Not even being a Republican can protect an Obama nominee from attack by the GOP. Even before the President officially named Nebraska’s former Senator Chuck Hagel on Monday as his nominee for Secretary of Defense, Hagel’s fellow Republicans still serving in the Senate were sharpening their knives.
On Sunday, Senator Lindsay Graham of South Carolina went on CNN’s “State of the Union” program to state his main objection:
“This is an in-your-face nomination of the president to all of us who are supportive of Israel.”
The objection refers to a comment that Hagel made during an interview in 2006 when he referred to the “Jewish lobby” rather than the Israeli lobby, but he went on to say:
“I’m a United States senator. I’m not an Israeli senator.”
Hagel seems more in touch with the American public than Graham and the other Congressional conservatives; Americans are increasingly willing to question Congress’s unconditional love affair with Israel. And, ironically, a group called the American Jewish Committee (Jewish, not Israeli) is among the loudest voices objecting to the nomination.

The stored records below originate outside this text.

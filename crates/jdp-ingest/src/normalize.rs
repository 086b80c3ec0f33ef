//! Row normalization
//!
//! Turns a raw file's bytes into a stream of [`NormalizedRow`]s according to
//! its manifest entry: decode with the declared encoding, split fields with
//! the declared separator and quoting policy, parse declared datetime
//! columns, and reject rows whose primary key is incomplete.
//!
//! Quoting: when `ignore_quotes` is set, quote characters are literal data,
//! so `A|"B|C"|D` splits into four fields (`A`, `"B`, `C"`, `D`). With
//! quoting on (the default), the same line splits into three.

use std::collections::BTreeMap;
use std::io::Cursor;

use chrono::{NaiveDate, NaiveDateTime, NaiveTime};
use serde::{Deserialize, Serialize};

use crate::error::{IngestError, Result, RowError};
use crate::manifest::FileConfig;

/// Accepted datetime formats, tried in order; the first parse wins.
/// Date-only formats normalize to midnight.
const DATETIME_FORMATS: &[(&str, bool)] = &[
    ("%Y-%m-%d %H:%M:%S%.f", true),
    ("%Y-%m-%d %H:%M:%S", true),
    ("%Y-%m-%d", false),
    ("%m/%d/%Y %H:%M:%S", true),
    ("%m/%d/%Y", false),
    ("%m/%d/%y", false),
    ("%Y%m%d", false),
];

/// Parse a raw value against the accepted datetime formats
pub fn parse_datetime(value: &str) -> Option<NaiveDateTime> {
    for (format, has_time) in DATETIME_FORMATS {
        if *has_time {
            if let Ok(ts) = NaiveDateTime::parse_from_str(value, format) {
                return Some(ts);
            }
        } else if let Ok(date) = NaiveDate::parse_from_str(value, format) {
            return Some(date.and_time(NaiveTime::MIN));
        }
    }
    None
}

/// A decoded cell: raw text, a parsed timestamp, or null.
///
/// Empty and whitespace-only fields normalize to null.
#[derive(Debug, Clone, PartialEq, Eq, Serialize, Deserialize)]
#[serde(tag = "type", content = "value", rename_all = "snake_case")]
pub enum CellValue {
    Text(String),
    Timestamp(NaiveDateTime),
    Null,
}

impl CellValue {
    pub fn is_null(&self) -> bool {
        matches!(self, CellValue::Null)
    }
}

/// One decoded row, tagged with its origin for error reporting
#[derive(Debug, Clone, PartialEq, Serialize, Deserialize)]
pub struct NormalizedRow {
    pub file_tag: String,
    /// 1-based ordinal among data rows (the header is row 0)
    pub ordinal: u64,
    values: BTreeMap<String, CellValue>,
}

impl NormalizedRow {
    /// Value of a column, `Null` when absent
    pub fn value(&self, column: &str) -> &CellValue {
        self.values.get(column).unwrap_or(&CellValue::Null)
    }

    /// Iterate over (column, value) pairs in column order
    pub fn iter(&self) -> impl Iterator<Item = (&str, &CellValue)> {
        self.values.iter().map(|(k, v)| (k.as_str(), v))
    }
}

/// Streaming normalizer over one raw file.
///
/// Construction decodes the bytes, reads the header, and verifies the
/// manifest's primary key columns are all present; iteration yields either a
/// [`NormalizedRow`] or the [`RowError`] that skipped it.
#[derive(Debug)]
pub struct RowStream {
    file_tag: String,
    header: Vec<String>,
    reader: csv::Reader<Cursor<Vec<u8>>>,
    datetime_cols: Vec<String>,
    primary_key_cols: Vec<String>,
    ordinal: u64,
}

impl RowStream {
    /// Decode `raw` per the file's manifest entry and position the stream on
    /// the first data row
    pub fn open(config: &FileConfig, raw: &[u8]) -> Result<Self> {
        let (decoded, _, had_errors) = config.encoding.decode(raw);
        if had_errors {
            return Err(IngestError::Decode {
                file_tag: config.file_tag.clone(),
                encoding: config.encoding_label.clone(),
            });
        }

        let mut reader = csv::ReaderBuilder::new()
            .delimiter(config.separator)
            .quoting(!config.ignore_quotes)
            .has_headers(false)
            .flexible(true)
            .from_reader(Cursor::new(decoded.into_owned().into_bytes()));

        let mut header_record = csv::StringRecord::new();
        let has_header = reader
            .read_record(&mut header_record)
            .map_err(|e| IngestError::config(&config.file_tag, e.to_string()))?;
        if !has_header {
            return Err(IngestError::EmptyFile {
                file_tag: config.file_tag.clone(),
            });
        }

        let header: Vec<String> = header_record.iter().map(|c| c.trim().to_string()).collect();
        let mut seen = std::collections::BTreeSet::new();
        for column in &header {
            if !seen.insert(column.as_str()) {
                return Err(IngestError::config(
                    &config.file_tag,
                    format!("header repeats column '{}'", column),
                ));
            }
        }

        // Invariant: primary_key_cols ⊆ header, or this file cannot ingest.
        for column in &config.primary_key_cols {
            if !header.iter().any(|h| h == column) {
                return Err(IngestError::MissingKeyColumn {
                    file_tag: config.file_tag.clone(),
                    column: column.clone(),
                });
            }
        }

        Ok(Self {
            file_tag: config.file_tag.clone(),
            header,
            reader,
            datetime_cols: config.datetime_cols.iter().cloned().collect(),
            primary_key_cols: config.primary_key_cols.clone(),
            ordinal: 0,
        })
    }

    /// The file's header columns, in file order
    pub fn header(&self) -> &[String] {
        &self.header
    }

    fn normalize_record(&self, record: &csv::StringRecord, ordinal: u64) -> std::result::Result<NormalizedRow, RowError> {
        if record.len() != self.header.len() {
            return Err(RowError::FieldCount {
                file_tag: self.file_tag.clone(),
                row: ordinal,
                expected: self.header.len(),
                actual: record.len(),
            });
        }

        let mut values = BTreeMap::new();
        for (column, raw) in self.header.iter().zip(record.iter()) {
            let trimmed = raw.trim();
            let cell = if trimmed.is_empty() {
                CellValue::Null
            } else if self.datetime_cols.iter().any(|c| c == column) {
                match parse_datetime(trimmed) {
                    Some(ts) => CellValue::Timestamp(ts),
                    None => {
                        return Err(RowError::DateParse {
                            file_tag: self.file_tag.clone(),
                            row: ordinal,
                            column: column.clone(),
                            value: trimmed.to_string(),
                        });
                    },
                }
            } else {
                CellValue::Text(trimmed.to_string())
            };
            values.insert(column.clone(), cell);
        }

        // A row that cannot state its own identity never enters the graph.
        for column in &self.primary_key_cols {
            if values.get(column).map(CellValue::is_null).unwrap_or(true) {
                return Err(RowError::MissingPrimaryKey {
                    file_tag: self.file_tag.clone(),
                    row: ordinal,
                    column: column.clone(),
                });
            }
        }

        Ok(NormalizedRow {
            file_tag: self.file_tag.clone(),
            ordinal,
            values,
        })
    }
}

impl Iterator for RowStream {
    type Item = std::result::Result<NormalizedRow, RowError>;

    fn next(&mut self) -> Option<Self::Item> {
        let mut record = csv::StringRecord::new();
        match self.reader.read_record(&mut record) {
            Ok(false) => None,
            Ok(true) => {
                self.ordinal += 1;
                Some(self.normalize_record(&record, self.ordinal))
            },
            Err(e) => {
                self.ordinal += 1;
                Some(Err(RowError::Malformed {
                    file_tag: self.file_tag.clone(),
                    row: self.ordinal,
                    message: e.to_string(),
                }))
            },
        }
    }
}

#[cfg(test)]
mod tests {
    use super::*;
    use crate::manifest::ManifestRegistry;

    fn config(yaml: &str, tag: &str) -> FileConfig {
        ManifestRegistry::from_yaml_str(yaml)
            .unwrap()
            .resolve_file_config(tag)
            .unwrap()
            .clone()
    }

    fn contact_config() -> FileConfig {
        config(
            r#"
region_code: us_xx
default_encoding: utf-8
default_separator: "|"
raw_files:
  - file_tag: sprvsn_cntc
    primary_key_cols: [ofndr_num]
    datetime_cols: [cntc_dt]
"#,
            "sprvsn_cntc",
        )
    }

    #[test]
    fn test_normalizes_rows_and_parses_datetimes() {
        let raw = b"ofndr_num|cntc_dt|cntc_typ_desc\n123|2020-01-01|FIELD\n";
        let mut stream = RowStream::open(&contact_config(), raw).unwrap();
        assert_eq!(stream.header(), &["ofndr_num", "cntc_dt", "cntc_typ_desc"]);

        let row = stream.next().unwrap().unwrap();
        assert_eq!(row.ordinal, 1);
        assert_eq!(row.value("ofndr_num"), &CellValue::Text("123".to_string()));
        assert_eq!(
            row.value("cntc_dt"),
            &CellValue::Timestamp(
                NaiveDate::from_ymd_opt(2020, 1, 1).unwrap().and_time(NaiveTime::MIN)
            )
        );
        assert!(stream.next().is_none());
    }

    #[test]
    fn test_empty_fields_normalize_to_null() {
        let raw = b"ofndr_num|cntc_dt|cntc_typ_desc\n123||   \n";
        let mut stream = RowStream::open(&contact_config(), raw).unwrap();
        let row = stream.next().unwrap().unwrap();
        assert!(row.value("cntc_dt").is_null());
        assert!(row.value("cntc_typ_desc").is_null());
    }

    #[test]
    fn test_missing_primary_key_skips_row() {
        let raw = b"ofndr_num|cntc_dt|cntc_typ_desc\n|2020-01-01|FIELD\n456|2020-01-02|HOME\n";
        let mut stream = RowStream::open(&contact_config(), raw).unwrap();

        let err = stream.next().unwrap().unwrap_err();
        assert!(
            matches!(&err, RowError::MissingPrimaryKey { column, row: 1, .. } if column == "ofndr_num")
        );

        // The file continues past the bad row.
        let row = stream.next().unwrap().unwrap();
        assert_eq!(row.value("ofndr_num"), &CellValue::Text("456".to_string()));
    }

    #[test]
    fn test_unparseable_datetime_names_column_and_row() {
        let raw = b"ofndr_num|cntc_dt|cntc_typ_desc\n123|junk|FIELD\n";
        let mut stream = RowStream::open(&contact_config(), raw).unwrap();
        let err = stream.next().unwrap().unwrap_err();
        match err {
            RowError::DateParse { file_tag, row, column, value } => {
                assert_eq!(file_tag, "sprvsn_cntc");
                assert_eq!(row, 1);
                assert_eq!(column, "cntc_dt");
                assert_eq!(value, "junk");
            },
            other => panic!("expected DateParse, got {:?}", other),
        }
    }

    #[test]
    fn test_field_count_mismatch_skips_row() {
        let raw = b"ofndr_num|cntc_dt|cntc_typ_desc\n123|2020-01-01\n";
        let mut stream = RowStream::open(&contact_config(), raw).unwrap();
        let err = stream.next().unwrap().unwrap_err();
        assert!(matches!(err, RowError::FieldCount { expected: 3, actual: 2, .. }));
    }

    #[test]
    fn test_primary_key_column_absent_from_header_fails_file() {
        let raw = b"cntc_dt|cntc_typ_desc\n2020-01-01|FIELD\n";
        let err = RowStream::open(&contact_config(), raw).unwrap_err();
        assert!(
            matches!(err, IngestError::MissingKeyColumn { column, .. } if column == "ofndr_num")
        );
    }

    #[test]
    fn test_ignore_quotes_treats_quotes_as_literal_data() {
        let cfg = config(
            r#"
region_code: us_xx
default_encoding: utf-8
default_separator: "|"
raw_files:
  - file_tag: quoted
    primary_key_cols: [a]
    ignore_quotes: true
"#,
            "quoted",
        );
        let raw = b"a|b|c|d\nA|\"B|C\"|D\n";
        let mut stream = RowStream::open(&cfg, raw).unwrap();
        let row = stream.next().unwrap().unwrap();
        assert_eq!(row.value("a"), &CellValue::Text("A".to_string()));
        assert_eq!(row.value("b"), &CellValue::Text("\"B".to_string()));
        assert_eq!(row.value("c"), &CellValue::Text("C\"".to_string()));
        assert_eq!(row.value("d"), &CellValue::Text("D".to_string()));
    }

    #[test]
    fn test_quoting_enabled_keeps_separator_inside_quotes() {
        let cfg = config(
            r#"
region_code: us_xx
default_encoding: utf-8
default_separator: "|"
raw_files:
  - file_tag: quoted
    primary_key_cols: [a]
"#,
            "quoted",
        );
        let raw = b"a|b|c\nA|\"B|C\"|D\n";
        let mut stream = RowStream::open(&cfg, raw).unwrap();
        let row = stream.next().unwrap().unwrap();
        assert_eq!(row.value("b"), &CellValue::Text("B|C".to_string()));
        assert_eq!(row.value("c"), &CellValue::Text("D".to_string()));
    }

    #[test]
    fn test_latin1_decoding() {
        let cfg = config(
            r#"
region_code: us_xx
default_encoding: latin-1
default_separator: ","
raw_files:
  - file_tag: ofndr
    primary_key_cols: [ofndr_num]
"#,
            "ofndr",
        );
        // "JOSÉ" in latin-1: 0xc9 is É
        let raw = b"ofndr_num,name\n123,JOS\xc9\n";
        let mut stream = RowStream::open(&cfg, raw).unwrap();
        let row = stream.next().unwrap().unwrap();
        assert_eq!(row.value("name"), &CellValue::Text("JOSÉ".to_string()));
    }

    #[test]
    fn test_empty_file_fails() {
        let err = RowStream::open(&contact_config(), b"").unwrap_err();
        assert!(matches!(err, IngestError::EmptyFile { .. }));
    }

    #[test]
    fn test_datetime_format_list_order() {
        let midnight = |y, m, d: u32| {
            NaiveDate::from_ymd_opt(y, m as u32, d)
                .unwrap()
                .and_time(NaiveTime::MIN)
        };
        assert_eq!(parse_datetime("2020-01-02"), Some(midnight(2020, 1, 2)));
        assert_eq!(parse_datetime("01/02/2020"), Some(midnight(2020, 1, 2)));
        assert_eq!(parse_datetime("01/02/20"), Some(midnight(2020, 1, 2)));
        assert_eq!(parse_datetime("20200102"), Some(midnight(2020, 1, 2)));
        assert_eq!(
            parse_datetime("2020-01-02 13:45:00"),
            NaiveDate::from_ymd_opt(2020, 1, 2)
                .unwrap()
                .and_hms_opt(13, 45, 0)
        );
        assert_eq!(parse_datetime("not a date"), None);
    }
}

Aaron David Miller, the author and former Mideast peace negotiator who conducted the 2006 interview, labelled the use of the “Jewish lobby” comment to characterize Hagel as anti-Semitic as “shameful and scurrilous.” In that same interview, Hagel spoke of the “shared values and the importance of Israeli security.”
On “Fox News Sunday”, analyst Brit Hume called the nomination “peculiar” because Hagel doesn’t have “a particularly distinguished record.” Oh, really? Part of the brilliance of Obama in making this choice is that not only is he making an appeal for bipartisanship, but also, the nominee has a long history almost tailor-made to fit the Republican profile. He’s a decorated war hero with two Purple Hearts who still carries shrapnel in his body from his service in Vietnam; a former businessman who became a multi-millionaire after founding Vanguard Cellular; a two-term Senator from red state Nebraska (1997-2009); the co-chairperson of the President’s Intelligence Advisory Board since 2009.
As an anonymous administration official said, it’s likely that:
“At the end of the day, Republicans will support a decorated war hero who was their colleague for 12 years and has critical experience on veterans’ issues. It would be hard to explain a no vote just because he bucked his party on Iraq, a war most Americans think was a disaster.”
Therein lies the rub for the GOP. Chuck Hagel is an independent thinker. As a senator, he voted in line with much of the GOP program: aid to Israel, going to war in Afghanistan and Iraq, supporting the Patriot’s Act. However, he soon became disillusioned with the way the wars were being conducted and began speaking out against much of George W. Bush’s foreign policy. He felt that the U.S. had lost its way in the war and was overestimating its ability to change Iraqi society — views that looked increasingly valid as events unfolded. In addition, he accompanied candidate Obama on a six-day trip to the Middle East in 2008, during the presidential campaign. Subsequently, when Republican candidate John McCain criticized the trip as political, Hagel defended Obama, saying McCain was “on thin ground” in trying to question Obama’s patriotism.
Not that Hagel is a yes-man to the President. He opposes using unilateral sanctions to try and force a country’s leadership to behave the way the U.S. wants it to, as we are doing with Iran. Instead, he favors negotiation. Philip D. Zelikow, fellow member on the President’s Intelligence Advisory Board, said:
“The president wants someone whose judgment he respects on the big questions of war and peace.”
The nominee’s views on these were greatly shaped by his experience in Vietnam. In a recent interview, he said,
“I’m not a pacifist. I believe in using force, but only after a very careful decision-making process … I will do everything I can to avoid needless, senseless war.”
In one last desperate effort, some of Hagel’s critics are also trying to arouse opposition to his nomination on the left. They point to a comment he made in 1998 when he criticized a Clinton choice for ambassador to Luxembourg by calling the man, “openly, aggressively gay.” He has apologized for the remark and emphasized his support for gay men and women serving openly in the military.
In the end, Republicans are going to be reminded of the sentiment expressed by Senate Minority Leader Mitch McConnell when Hagel left the Senate four years ago. He said then that Hagel had a “clear voice and stature on national security and foreign policy.” The most McConnell is willing to say now is:
“I think he ought to be given a fair hearing, like any other nominee, and he will be.”
May the fairness part be so. Forgive me, however, if I’m cynical about whether any other Obama nominee has ever been given the same.